Morte de São Bento, Lorenzo di Niccolò di Martino (1373 – 1412).
Morte de São Bento, Lorenzo di Niccolò di Martino (1373 – 1412).
“Misericórdia e justiça, força e doçura, natureza e graça, lei e privilégio, caridade e disciplina, tudo na Regra se acha em perfeito equilíbrio (Id. ib., pp. 70-71).”

Em nada vulgar

“Rebento de uma família rica e distinta, São Bento se mostra em todo momento cheio de nobreza, de finura, de urbanidade. Tanto em seu porte quanto em suas relações sociais, em seu pensamento como na forma de expressá-lo, nada achamos nele que seja vulgar” (Id.ib., p.73.).

São Bento “possuiu do pensador a amplitude e a profundidade do olhar que compreende os problemas da vida e, em seus próprios limites, procura resolvê-los.

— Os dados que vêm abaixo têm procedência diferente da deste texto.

//! Oracle prompts. Candidates are always numbered from 1; the parsers rely on it.

use std::fmt::Write;

fn enumerate<'a>(texts: impl IntoIterator<Item = &'a str>) -> String {
    let mut out = String::new();
    for (i, text) in texts.into_iter().enumerate() {
        let _ = writeln!(out, "{}. {}", i + 1, text);
    }
    out
}

/// Prompt asking which shortlisted candidates match `query`.
///
/// `candidates` must be in shortlist order.
pub fn match_prompt<'a>(query: &str, candidates: impl IntoIterator<Item = &'a str>) -> String {
    format!(
        r#"You are an expert semantic analysis AI. Your task is to compare a "New Question" against a list of "Candidate Questions" and identify which ones are semantically identical.

Definition of Semantically Identical: two questions are semantically identical if they ask the exact same thing or test the same concept, even if the wording, names, or numbers are different.

New Question:
"""{query}"""

Candidate Questions:
{candidates}
Which of the numbered "Candidate Questions" are semantically identical to the "New Question"?

Return ONLY the numbers of the matching candidates, separated by commas (e.g., "1, 3").
If none match, return nothing.
Do not add any explanation or other text."#,
        query = query,
        candidates = enumerate(candidates),
    )
}

/// Prompt asking the oracle to partition a whole pool into groups.
pub fn grouping_prompt<'a>(questions: impl IntoIterator<Item = &'a str>) -> String {
    format!(
        r#"You are an expert question grouping AI. Your task is to review the provided list of questions and identify all groups of questions that are semantically identical.

Definition of Semantically Identical: questions are semantically identical if they ask the exact same core question, test the exact same underlying concept or skill, or would require the exact same answer, regardless of variations in wording, numerical values, or names. Focus on the underlying meaning, not superficial phrasing.

Here is the list of questions:
{questions}
Return the result as groups of comma-separated numbers, one group per line, each line labelled like this:
Group 1: 1, 4, 7
Group 2: 2, 5

Only return groups with more than one question. Each question may appear in at most one group. Do not explain."#,
        questions = enumerate(questions),
    )
}
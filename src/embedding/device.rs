use candle_core::Device;

#[cfg(any(feature = "metal", feature = "cuda"))]
use tracing::{info, warn};

#[cfg(not(any(feature = "metal", feature = "cuda")))]
use tracing::debug;

use super::error::EmbeddingError;

/// Selects the compute device for embedding inference (CPU build).
#[cfg(not(any(feature = "metal", feature = "cuda")))]
pub fn select_device() -> Result<Device, EmbeddingError> {
    debug!("No GPU features enabled, embedding on CPU");
    Ok(Device::Cpu)
}

/// Selects the compute device for embedding inference (falls back to CPU).
#[cfg(any(feature = "metal", feature = "cuda"))]
pub fn select_device() -> Result<Device, EmbeddingError> {
    let mut failures: Vec<String> = Vec::new();

    #[cfg(feature = "metal")]
    {
        match Device::new_metal(0) {
            Ok(device) => {
                info!("Embedding on Metal GPU");
                return Ok(device);
            }
            Err(e) => {
                let msg = e.to_string();
                warn!(error = %msg, "Metal device unavailable");
                failures.push(format!("metal failed: {msg}"));
            }
        }
    }

    #[cfg(feature = "cuda")]
    {
        match Device::new_cuda(0) {
            Ok(device) => {
                info!("Embedding on CUDA GPU");
                return Ok(device);
            }
            Err(e) => {
                let msg = e.to_string();
                warn!(error = %msg, "CUDA device unavailable");
                failures.push(format!("cuda failed: {msg}"));
            }
        }
    }

    let reason = if failures.is_empty() {
        "no GPU device available".to_string()
    } else {
        failures.join("; ")
    };

    warn!(reason = %reason, "Falling back to CPU device");
    Ok(Device::Cpu)
}

/// Short label for status reporting.
pub fn device_label(device: &Device) -> &'static str {
    match device {
        Device::Cpu => "cpu",
        Device::Cuda(_) => "cuda",
        Device::Metal(_) => "metal",
    }
}
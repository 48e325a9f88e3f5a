use std::path::PathBuf;
use thiserror::Error;

/// Failures loading or running an embedding backend.
///
/// Every variant surfaces to callers as "embedding unavailable"; none is
/// papered over with placeholder vectors.
#[derive(Debug, Error)]
pub enum EmbeddingError {
    #[error("embedding model not found at path: {path}")]
    ModelNotFound { path: PathBuf },

    #[error("failed to load embedding model: {reason}")]
    ModelLoadFailed { reason: String },

    #[error("embedding inference failed: {reason}")]
    InferenceFailed { reason: String },

    #[error("tokenization failed: {reason}")]
    TokenizationFailed { reason: String },

    #[error("invalid embedder configuration: {reason}")]
    InvalidConfig { reason: String },

    /// The backend could not be reached or refused the call.
    #[error("embedding backend unavailable: {reason}")]
    Unavailable { reason: String },

    /// Wrong vector count, wrong dimension, or non-finite components.
    #[error("embedding backend returned malformed output: {reason}")]
    MalformedOutput { reason: String },
}

impl From<candle_core::Error> for EmbeddingError {
    fn from(err: candle_core::Error) -> Self {
        EmbeddingError::InferenceFailed {
            reason: err.to_string(),
        }
    }
}

impl From<std::io::Error> for EmbeddingError {
    fn from(err: std::io::Error) -> Self {
        EmbeddingError::ModelLoadFailed {
            reason: err.to_string(),
        }
    }
}
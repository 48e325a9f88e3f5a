//! Match engine: single-query matching and whole-pool grouping.
//!
//! Both flows are request-scoped. The engine only holds the injected embedder,
//! oracle and settings, so one instance can serve concurrent requests.

mod error;


pub use error::{MatchError, MatchStage};

use std::sync::Arc;
use std::time::Duration;

use serde::Serialize;
use tracing::{debug, info};

use crate::constants::{
    DEFAULT_EMBED_TIMEOUT_SECS, DEFAULT_ORACLE_TIMEOUT_SECS, DEFAULT_QUESTION_FIELD,
    DEFAULT_TOP_K,
};
use crate::embedding::Embedder;
use crate::index::IndexError;
use crate::oracle::{
    Oracle, grouping_prompt, match_prompt, parse_group_verdict, parse_match_verdict,
};
use crate::pool::{PoolSource, Question};
use crate::shortlist::{EmbedTarget, PoolPosition, ShortlistBuilder, ShortlistError};
use crate::text;

/// Tunables for a [`MatchEngine`].
#[derive(Debug, Clone)]
pub struct MatchSettings {
    pub shortlist_k: usize,
    /// Record field holding each question's text.
    pub question_field: String,
    pub embed_timeout: Duration,
    pub oracle_timeout: Duration,
}

impl Default for MatchSettings {
    fn default() -> Self {
        Self {
            shortlist_k: DEFAULT_TOP_K,
            question_field: DEFAULT_QUESTION_FIELD.to_string(),
            embed_timeout: Duration::from_secs(DEFAULT_EMBED_TIMEOUT_SECS),
            oracle_timeout: Duration::from_secs(DEFAULT_ORACLE_TIMEOUT_SECS),
        }
    }
}

/// A pool question the oracle confirmed as a match.
#[derive(Debug, Clone, PartialEq, Serialize)]
pub struct Match {
    pub position: usize,
    pub similarity: f32,
    pub question: Question,
}

#[derive(Debug, Clone, Default, PartialEq)]
pub struct MatchResult {
    pub matches: Vec<Match>,
}

impl MatchResult {
    pub fn is_match(&self) -> bool {
        !self.matches.is_empty()
    }

    pub fn questions(&self) -> Vec<Question> {
        self.matches.iter().map(|m| m.question.clone()).collect()
    }
}

/// Disjoint groups of two or more pool positions.
#[derive(Debug, Clone, Default, PartialEq)]
pub struct GroupResult {
    pub groups: Vec<Vec<PoolPosition>>,
    questions: Vec<Vec<Question>>,
}

impl GroupResult {
    pub fn is_empty(&self) -> bool {
        self.groups.is_empty()
    }

    /// Groups resolved to the original records.
    pub fn question_groups(&self) -> &[Vec<Question>] {
        &self.questions
    }
}

/// Embedding shortlist plus oracle verdicts over a request's pool.
#[derive(Debug)]
pub struct MatchEngine<E, O> {
    embedder: Arc<E>,
    oracle: Arc<O>,
    settings: MatchSettings,
}

impl<E: Embedder, O: Oracle> MatchEngine<E, O> {
    pub fn new(embedder: Arc<E>, oracle: Arc<O>, settings: MatchSettings) -> Self {
        Self {
            embedder,
            oracle,
            settings,
        }
    }

    pub fn settings(&self) -> &MatchSettings {
        &self.settings
    }

    pub fn embedder(&self) -> &E {
        &self.embedder
    }

    pub fn oracle(&self) -> &O {
        &self.oracle
    }

    /// Fetches a pool, treating an empty one as [`MatchError::EmptyPool`].
    pub async fn fetch_pool<S: PoolSource>(
        &self,
        source: &S,
        locator: &str,
    ) -> Result<Vec<Question>, MatchError> {
        debug!(stage = %MatchStage::Fetching, "Fetching question pool");
        let pool = source.fetch(locator).await?;
        if pool.is_empty() {
            return Err(MatchError::EmptyPool);
        }
        Ok(pool)
    }

    /// Finds pool questions that mean the same as `query`.
    pub async fn match_question(
        &self,
        pool: &[Question],
        query: &str,
    ) -> Result<MatchResult, MatchError> {
        if pool.is_empty() {
            return Err(MatchError::EmptyPool);
        }

        debug!(stage = %MatchStage::Normalizing, pool_size = pool.len(), "Normalizing query");
        let query_text = text::normalize(Some(query));
        if query_text.is_empty() {
            return Err(MatchError::InvalidInput {
                reason: "question text is empty".to_string(),
            });
        }

        let raw_texts = self.pool_texts(pool);

        debug!(
            stage = %MatchStage::EmbeddingPool,
            k = self.settings.shortlist_k,
            "Building shortlist"
        );
        let shortlist = ShortlistBuilder::new(
            self.embedder.as_ref(),
            self.settings.shortlist_k,
            self.settings.embed_timeout,
        )
        .build(&raw_texts, query)
        .await
        .map_err(|e| self.shortlist_error(e))?;

        debug!(
            stage = %MatchStage::Prompting,
            shortlist_len = shortlist.len(),
            "Asking oracle"
        );
        let candidates: Vec<String> = shortlist
            .iter()
            .map(|entry| text::normalize(Some(raw_texts[entry.position.get()])))
            .collect();
        let prompt = match_prompt(&query_text, candidates.iter().map(String::as_str));
        let verdict = self.ask_oracle(&prompt).await?;

        debug!(stage = %MatchStage::Parsing, verdict_len = verdict.len(), "Parsing verdict");
        let matches: Vec<Match> = parse_match_verdict(&verdict, &shortlist)
            .into_iter()
            .map(|entry| Match {
                position: entry.position.get(),
                similarity: entry.score,
                question: pool[entry.position.get()].clone(),
            })
            .collect();

        info!(
            pool_size = pool.len(),
            shortlist_len = shortlist.len(),
            matches = matches.len(),
            "Single-question match complete"
        );

        Ok(MatchResult { matches })
    }

    /// Asks the oracle to partition the whole pool into groups of equivalent questions.
    pub async fn group_questions(&self, pool: &[Question]) -> Result<GroupResult, MatchError> {
        if pool.is_empty() {
            return Err(MatchError::EmptyPool);
        }
        if pool.len() < 2 {
            debug!("Pool has a single question, nothing to group");
            return Ok(GroupResult::default());
        }

        debug!(stage = %MatchStage::Normalizing, pool_size = pool.len(), "Normalizing pool");
        let texts: Vec<String> = self
            .pool_texts(pool)
            .into_iter()
            .map(|t| text::normalize(Some(t)))
            .collect();

        debug!(stage = %MatchStage::Prompting, "Asking oracle");
        let prompt = grouping_prompt(texts.iter().map(String::as_str));
        let verdict = self.ask_oracle(&prompt).await?;

        debug!(stage = %MatchStage::Parsing, verdict_len = verdict.len(), "Parsing verdict");
        let groups = parse_group_verdict(&verdict, pool.len());
        let questions = groups
            .iter()
            .map(|g| g.iter().map(|p| pool[p.get()].clone()).collect())
            .collect();

        info!(pool_size = pool.len(), groups = groups.len(), "Grouping complete");

        Ok(GroupResult { groups, questions })
    }

    fn pool_texts<'p>(&self, pool: &'p [Question]) -> Vec<&'p str> {
        pool.iter()
            .map(|q| q.text(&self.settings.question_field).unwrap_or_default())
            .collect()
    }

    async fn ask_oracle(&self, prompt: &str) -> Result<String, MatchError> {
        let timeout = self.settings.oracle_timeout;
        let verdict = tokio::time::timeout(timeout, self.oracle.generate(prompt))
            .await
            .map_err(|_| MatchError::Timeout {
                stage: MatchStage::Prompting,
                timeout,
            })??;
        Ok(verdict)
    }

    fn shortlist_error(&self, err: ShortlistError) -> MatchError {
        match err {
            ShortlistError::Embedding { source, .. } => MatchError::EmbeddingUnavailable(source),
            ShortlistError::Timeout { target, timeout } => MatchError::Timeout {
                stage: match target {
                    EmbedTarget::Pool => MatchStage::EmbeddingPool,
                    EmbedTarget::Query => MatchStage::EmbeddingQuery,
                },
                timeout,
            },
            ShortlistError::Build(IndexError::EmptyPool) => MatchError::EmptyPool,
            ShortlistError::Build(source) => MatchError::Index {
                stage: MatchStage::Indexing,
                source,
            },
            ShortlistError::Search(source) => MatchError::Index {
                stage: MatchStage::Searching,
                source,
            },
        }
    }
}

“A Regra nos revela esta inteligência poderosa, muito mais prática que especulativa, cujos dotes essenciais são a clareza e a lógica. [...] Outra característica notável da inteligência de São Bento é sua penetração psicológica.

“O patriarca conhece o homem, suas possibilidades, suas fraquezas, suas reações” (Id. ib., p. 75).

“Pius pater”

“Graças a essas qualidades de coração, São Bento pôde encarnar plenamente o pius pater que deve ser todo abade beneditino. A Regra inteira está impregnada do espírito de paternidade afetuosa e terna, que sabe compreender e adaptar-se, dissimular e alentar” (Id.ib., p. 79).

“A virtude da religião nele é algo mais que uma característica: é o sentimento dominante que informa toda sua maneira de julgar e de agir, que unge inteiramente a figura, a vida e a Regra do patriarca, constituindo sem dúvida o verdadeiro fundo de sua personalidade” (Id. ib., p. 81).

Enfim, São Gregório Magno declara em seus Diálogos: “Se alguém quer conhecer mais profundamente sua vida e seus costumes [de São Bento], poderá encontrar no mesmo ensinamento da Regra todas as ações de seu magistério, porque o santo varão de modo algum pôde ensinar outra coisa senão o que ele mesmo viveu” (Diálogos, II, 36, in op. cit. p. 255.).


(Autor: Plinio Maria Solimeo, in CATOLICISMO, julho 2016).